21/10/2013
Il faut espérer qu'une paix devenue nécessaire à tout le monde fera cesser enfin le malheur public dont il n'y a guère de particulier qui ne se ressente
... Hors les marchands d'armes, cela va sans dire , en tout temps et en tout lieu .
« A Louise Dorothée von Meiningen, duchesse de Saxe-Gotha
Aux Délices près de Genève
6 septembre [1758]
Madame, dans mon ermitage suisse le cœur pénétré de douleur de n'avoir pu faire ma cour à Votre Altesse Sérénissime, je n'ai point trouvé le baron genevois 1 qui est actuellement dans sa magnifique baronnie. Je suppose, madame, qu'il a consommé entièrement l'affaire en question . S'il y avait quelque difficulté (ce que je ne crois pas ) j'irais le trouver dans son beau château au premier ordre de Votre Altesse Sérénissime et je lui laverais la tête d'importance . Si je m'étais trouvé en Hollande plutôt qu'en Suisse, madame, j'aurais pu donner plus d’étendue à mon zèle, et vous procurer une somme plus forte . Il me semble que le peu qu'on a trouvé à Genève n'est guère digne de vous être offert .

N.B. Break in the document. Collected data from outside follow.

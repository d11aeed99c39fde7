//! Login sessions
//!
//! Each login gets its own bearer token. Handlers look the session up per
//! request; there is no process-wide "logged in" state.

use crate::error::{Error, Result};
use chrono::{DateTime, Utc};
use serde::Serialize;
use std::collections::HashMap;
use tokio::sync::RwLock;
use tracing::debug;
use uuid::Uuid;

#[derive(Debug, Clone, PartialEq, Serialize)]
pub struct Session {
    pub token: Uuid,
    pub customer_id: String,
    pub username: String,
    pub created_at: DateTime<Utc>,
    pub expires_at: DateTime<Utc>,
}

impl Session {
    pub fn is_expired_at(&self, now: DateTime<Utc>) -> bool {
        now >= self.expires_at
    }
}

pub struct SessionStore {
    ttl: chrono::Duration,
    sessions: RwLock<HashMap<Uuid, Session>>,
}

impl SessionStore {
    /// Fails if `ttl` does not fit a signed timestamp delta.
    pub fn new(ttl: std::time::Duration) -> Result<Self> {
        let ttl = chrono::Duration::from_std(ttl).map_err(|_| Error::InvalidConfig {
            key: "SESSION_TTL_SECS",
            message: format!("session lifetime {:?} is out of range", ttl).into(),
        })?;
        Ok(Self {
            ttl,
            sessions: RwLock::new(HashMap::new()),
        })
    }

    pub async fn create(&self, customer_id: &str, username: &str) -> Result<Session> {
        let now = Utc::now();
        let expires_at = now
            .checked_add_signed(self.ttl)
            .ok_or_else(|| Error::InvalidConfig {
                key: "SESSION_TTL_SECS",
                message: "session expiry overflows the calendar".into(),
            })?;
        let session = Session {
            token: Uuid::new_v4(),
            customer_id: customer_id.to_string(),
            username: username.to_string(),
            created_at: now,
            expires_at,
        };
        self.sessions
            .write()
            .await
            .insert(session.token, session.clone());
        debug!("Session opened for customer {}", customer_id);
        Ok(session)
    }

    /// Live session for `token`. Expired sessions are removed and yield `None`.
    pub async fn get(&self, token: &Uuid) -> Option<Session> {
        let now = Utc::now();
        {
            let sessions = self.sessions.read().await;
            match sessions.get(token) {
                Some(session) if !session.is_expired_at(now) => return Some(session.clone()),
                Some(_) => {}
                None => return None,
            }
        }
        self.sessions.write().await.remove(token);
        None
    }

    /// Returns true if a session was removed.
    pub async fn revoke(&self, token: &Uuid) -> bool {
        self.sessions.write().await.remove(token).is_some()
    }

    /// Drop every expired session, returning how many were removed.
    pub async fn purge_expired(&self) -> usize {
        let now = Utc::now();
        let mut sessions = self.sessions.write().await;
        let before = sessions.len();
        sessions.retain(|_, s| !s.is_expired_at(now));
        before - sessions.len()
    }

    pub async fn len(&self) -> usize {
        self.sessions.read().await.len()
    }

    pub async fn is_empty(&self) -> bool {
        self.len().await == 0
    }
}

#[cfg(test)]
mod tests {
    use super::*;
    use std::time::Duration;

    #[tokio::test]
    async fn test_create_and_get() {
        let store = SessionStore::new(Duration::from_secs(60)).unwrap();
        let session = store.create("X", "Xuan").await.unwrap();
        let found = store.get(&session.token).await.unwrap();
        assert_eq!(found.customer_id, "X");
        assert_eq!(store.len().await, 1);
    }

    #[tokio::test]
    async fn test_sessions_are_independent() {
        let store = SessionStore::new(Duration::from_secs(60)).unwrap();
        let a = store.create("X", "Xuan").await.unwrap();
        let b = store.create("Y", "Yen").await.unwrap();
        assert_ne!(a.token, b.token);

        assert!(store.revoke(&a.token).await);
        assert!(store.get(&a.token).await.is_none());
        assert_eq!(store.get(&b.token).await.unwrap().customer_id, "Y");
        assert!(!store.revoke(&a.token).await);
    }

    #[tokio::test]
    async fn test_expired_sessions() {
        let store = SessionStore::new(Duration::ZERO).unwrap();
        let session = store.create("X", "Xuan").await.unwrap();
        assert!(store.get(&session.token).await.is_none());
        assert!(store.is_empty().await);

        store.create("Y", "Yen").await.unwrap();
        assert_eq!(store.purge_expired().await, 1);
        assert!(store.is_empty().await);
    }

    #[tokio::test]
    async fn test_unknown_token() {
        let store = SessionStore::new(Duration::from_secs(60)).unwrap();
        assert!(store.get(&Uuid::new_v4()).await.is_none());
    }

    #[tokio::test]
    async fn test_oversized_ttl_fails_cleanly() {
        // Representable as a delta but past the last supported date.
        let store = SessionStore::new(Duration::from_secs(1_000_000_000_000_000)).unwrap();
        assert!(matches!(
            store.create("X", "Xuan").await,
            Err(Error::InvalidConfig { .. })
        ));
        assert!(store.is_empty().await);

        assert!(SessionStore::new(Duration::from_secs(u64::MAX)).is_err());
    }
}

Il faut espérer qu'une paix devenue nécessaire à tout le monde fera cesser enfin le malheur public dont il n'y a guère de particulier qui ne se ressente . Par quelle fatalité, madame, faut-il que toute votre prudence, toute la sagesse de votre administration ait été inutile, et que n'ayant rien à gagner dans ces secousses de l'Europe vous y ayez tant perdu ?

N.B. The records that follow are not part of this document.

use std::collections::HashMap;
use std::fmt::Debug;
use std::hash::Hash;

use thiserror::Error;

/// Index of a vertex in the graph arena.
#[derive(Debug, Clone, Copy, PartialEq, Eq, Hash)]
pub struct VertexId(u32);

/// Index of an edge in the graph arena.
#[derive(Debug, Clone, Copy, PartialEq, Eq, Hash)]
pub struct EdgeId(u32);

/// Which of a vertex's two edge lists an operation targets. Undirected
/// graphs keep a single list for both roles and ignore the direction.
#[derive(Debug, Clone, Copy, PartialEq, Eq)]
pub enum Direction {
    Outgoing,
    Incoming,
}

#[derive(Debug, Error)]
pub enum GraphError {
    #[error("a vertex with the key `{0}` already exists in the graph")]
    DuplicateKey(String),
    #[error("no vertex with the key `{0}` in the graph")]
    MissingKey(String),
    #[error("the vertices `{0}` and `{1}` are already connected")]
    AlreadyConnected(String, String),
    #[error("the vertex is no longer part of the graph")]
    NotInGraph,
}

#[derive(Debug)]
pub struct Vertex<K, D> {
    key: K,
    data: Option<D>,
    outgoing: Vec<EdgeId>,
    incoming: Vec<EdgeId>,
}

impl<K, D> Vertex<K, D> {
    pub fn key(&self) -> &K {
        &self.key
    }

    pub fn has_data(&self) -> bool {
        self.data.is_some()
    }

    pub fn data(&self) -> Option<&D> {
        self.data.as_ref()
    }

    pub fn set_data(&mut self, data: D) {
        self.data = Some(data);
    }
}

#[derive(Debug)]
pub struct Edge<E> {
    start: VertexId,
    end: VertexId,
    data: Option<E>,
}

impl<E> Edge<E> {
    pub fn start(&self) -> VertexId {
        self.start
    }

    pub fn end(&self) -> VertexId {
        self.end
    }

    pub fn data(&self) -> Option<&E> {
        self.data.as_ref()
    }

    pub fn set_data(&mut self, data: E) {
        self.data = Some(data);
    }

    fn other_side(&self, vertex: VertexId) -> VertexId {
        if self.start == vertex {
            self.end
        } else {
            self.start
        }
    }
}

/// A directed or undirected graph over keyed vertices.
///
/// Vertices and edges live in arenas and refer to each other through ids;
/// removing a vertex frees its slot together with every incident edge slot,
/// so an id is only valid while its target lives. An edge is registered in
/// the outgoing list of its start and the incoming list of its end; multiple
/// edges between the same ordered pair are forbidden.
#[derive(Debug)]
pub struct Graph<K, D = (), E = ()> {
    directed: bool,
    vertices: Vec<Option<Vertex<K, D>>>,
    edges: Vec<Option<Edge<E>>>,
    keys: HashMap<K, VertexId>,
}

impl<K, D, E> Graph<K, D, E>
where
    K: Clone + Eq + Hash + Debug,
{
    pub fn new(directed: bool) -> Graph<K, D, E> {
        Graph { directed, vertices: Vec::new(), edges: Vec::new(), keys: HashMap::new() }
    }

    pub fn is_directed(&self) -> bool {
        self.directed
    }

    /// Adds a vertex under a key that must not be taken yet.
    pub fn create_node(&mut self, key: K) -> Result<VertexId, GraphError> {
        if self.keys.contains_key(&key) {
            return Err(GraphError::DuplicateKey(format!("{key:?}")));
        }
        let id = VertexId(self.vertices.len() as u32);
        self.vertices.push(Some(Vertex {
            key: key.clone(),
            data: None,
            outgoing: Vec::new(),
            incoming: Vec::new(),
        }));
        self.keys.insert(key, id);
        Ok(id)
    }

    pub fn exists(&self, key: &K) -> bool {
        self.keys.contains_key(key)
    }

    pub fn get_node(&self, key: &K) -> Option<VertexId> {
        self.keys.get(key).copied()
    }

    /// The vertex under a key that must be present.
    pub fn node(&self, key: &K) -> Result<VertexId, GraphError> {
        self.get_node(key).ok_or_else(|| GraphError::MissingKey(format!("{key:?}")))
    }

    pub fn get_all_nodes(&self) -> impl Iterator<Item = VertexId> + '_ {
        self.keys.values().copied()
    }

    pub fn vertex(&self, id: VertexId) -> Result<&Vertex<K, D>, GraphError> {
        self.vertices[id.0 as usize].as_ref().ok_or(GraphError::NotInGraph)
    }

    pub fn vertex_mut(&mut self, id: VertexId) -> Result<&mut Vertex<K, D>, GraphError> {
        self.vertices[id.0 as usize].as_mut().ok_or(GraphError::NotInGraph)
    }

    pub fn edge(&self, id: EdgeId) -> Option<&Edge<E>> {
        self.edges[id.0 as usize].as_ref()
    }

    /// Adds a single edge from `start` to `end`, registered on both sides.
    pub fn connect_nodes(&mut self, start: VertexId, end: VertexId) -> Result<EdgeId, GraphError> {
        let start_key = format!("{:?}", self.vertex(start)?.key());
        let end_key = format!("{:?}", self.vertex(end)?.key());
        if self.get_edge(start, end, Direction::Outgoing)?.is_some() {
            return Err(GraphError::AlreadyConnected(start_key, end_key));
        }

        let id = EdgeId(self.edges.len() as u32);
        self.edges.push(Some(Edge { start, end, data: None }));
        self.list_mut(start, Direction::Outgoing).push(id);
        self.list_mut(end, Direction::Incoming).push(id);
        Ok(id)
    }

    /// `connect_nodes` in both directions, atomic only in its checks.
    pub fn connect_both_ways(
        &mut self,
        first: VertexId,
        second: VertexId,
    ) -> Result<(EdgeId, EdgeId), GraphError> {
        let forward = self.connect_nodes(first, second)?;
        let backward = self.connect_nodes(second, first)?;
        Ok((forward, backward))
    }

    /// Removes every edge between the two vertices, from all endpoint lists.
    pub fn disconnect(&mut self, first: VertexId, second: VertexId) -> Result<(), GraphError> {
        let mut removed = false;
        if let Some(edge) = self.get_edge(first, second, Direction::Outgoing)? {
            self.remove_edge(edge);
            removed = true;
        }
        if self.directed {
            if let Some(edge) = self.get_edge(first, second, Direction::Incoming)? {
                self.remove_edge(edge);
                removed = true;
            }
        }
        if !removed {
            let key = format!("{:?}", self.vertex(second)?.key());
            return Err(GraphError::MissingKey(key));
        }
        Ok(())
    }

    /// Removes the vertex under the key after disconnecting every incident
    /// edge; nothing in the graph refers to the vertex afterwards.
    pub fn remove_node(&mut self, key: &K) -> Result<(), GraphError> {
        let id = self.node(key)?;
        let mut incident = self.list(id, Direction::Outgoing)?.to_vec();
        if self.directed {
            incident.extend(self.list(id, Direction::Incoming)?);
        }
        for edge in incident {
            self.remove_edge(edge);
        }
        self.keys.remove(key);
        self.vertices[id.0 as usize] = None;
        Ok(())
    }

    /// The edge in `direction` whose other end is `other`, if any.
    pub fn get_edge(
        &self,
        vertex: VertexId,
        other: VertexId,
        direction: Direction,
    ) -> Result<Option<EdgeId>, GraphError> {
        let list = self.list(vertex, direction)?;
        Ok(list
            .iter()
            .copied()
            .find(|&id| self.edge(id).is_some_and(|edge| edge.other_side(vertex) == other)))
    }

    pub fn edge_count(&self, vertex: VertexId, direction: Direction) -> Result<usize, GraphError> {
        Ok(self.list(vertex, direction)?.len())
    }

    pub fn edges_of(
        &self,
        vertex: VertexId,
        direction: Direction,
    ) -> Result<impl Iterator<Item = EdgeId> + '_, GraphError> {
        Ok(self.list(vertex, direction)?.iter().copied())
    }

    /// The vertices at the other end of every edge in `direction`.
    pub fn neighbors(
        &self,
        vertex: VertexId,
        direction: Direction,
    ) -> Result<impl Iterator<Item = VertexId> + '_, GraphError> {
        let list = self.list(vertex, direction)?;
        Ok(list.iter().filter_map(move |&id| Some(self.edge(id)?.other_side(vertex))))
    }

    fn list(&self, vertex: VertexId, direction: Direction) -> Result<&Vec<EdgeId>, GraphError> {
        let vertex = self.vertex(vertex)?;
        match direction {
            // undirected graphs carry both roles in the outgoing list
            Direction::Incoming if self.directed => Ok(&vertex.incoming),
            _ => Ok(&vertex.outgoing),
        }
    }

    fn list_mut(&mut self, vertex: VertexId, direction: Direction) -> &mut Vec<EdgeId> {
        let directed = self.directed;
        let vertex = self.vertices[vertex.0 as usize]
            .as_mut()
            .unwrap_or_else(|| unreachable!("endpoints are checked before insertion"));
        match direction {
            Direction::Incoming if directed => &mut vertex.incoming,
            _ => &mut vertex.outgoing,
        }
    }

    fn remove_edge(&mut self, id: EdgeId) {
        let Some(edge) = self.edges[id.0 as usize].take() else { return };
        for endpoint in [edge.start, edge.end] {
            if let Some(vertex) = self.vertices[endpoint.0 as usize].as_mut() {
                vertex.outgoing.retain(|&e| e != id);
                vertex.incoming.retain(|&e| e != id);
            }
        }
    }
}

La dernière victoire du roi de Prusse sur les Russes nous apportera-t-elle une paix tant désirée ? Sa gloire sera-t-elle inutile au genre humain ?
Je ne sais pas un mot des affaires dans ma solitude . J'ai ignoré longtemps que ce jeune prince que j'avais eu l'honneur de voir élevé dans votre palais et dont monseigneur était le tuteur , s’était marié, avait eu un fils et était mort 2. J'ignore si la tutelle de l'enfant qu’il a laissé appartient à votre branche, tout ce que je sais c'est que personne au monde ne s'intéresse plus que moi madame à tous les avantages de Votre Altesse Sérénissime . J’ai vu des princes charmants qui doivent remplir toutes vos espérances . La princesse votre fille promettait de ressembler en tout à son auguste mère . Permettez, madame, tant de curiosité . Ces dignes objets de consolation sont présents sans cesse à mon souvenir . Mon cœur est toujours plein de Gotha . Je ne suis qu'un vieux Suisse, mais quand je serais un jeune Parisien, je regretterais votre cour et votre auguste famille et la grande maitresse des cœurs . Agréez madame mon profond respect .
V. »
2 La duchesse répond le 16 septembre 1758 : « La mort du duc de Weimar [Ernest Auguste Constantin, mort le 28mai 1758] nous devait être très indifférente par les mesures qu’il avait prises [...] il avait déclaré d'abord le roi de Danemark et la jeune veuve tuteurs et administrateurs de son pays et de ses enfants, car [...] la duchesse vient encore d'accoucher d'un second prince [Frédéric Ferdinand Constantin , né le 8 septembre 1758]. quelque temps après [...] [il ajoute] un codicille par lequel il rend le roi de Danemark tuteur honoraire et exécuteur [...] , le duc de Brunswick père de la duchesse, administrateur et curateur jusqu'au temps de la majorité de cette princesse, et il exige en même temps de cette dernière de demander d'abord après le décès [...] veniam etatis chose inouïe pour une princesse [...] . La duchesse [...] demande veniam etatis à l'empereur, qui accorde sa prière mais lui adjoint comme tuteur et administrateur le roi de Pologne électeur de Saxe : ce qui fait un préjudice pour toute la maison de Saxe . Car de cette manière l'empereur rejette le testament , le codicille, et met en doute la faculté des princes de pouvoir disposer de la tutelle de leurs enfants et de l'administration de leurs États . »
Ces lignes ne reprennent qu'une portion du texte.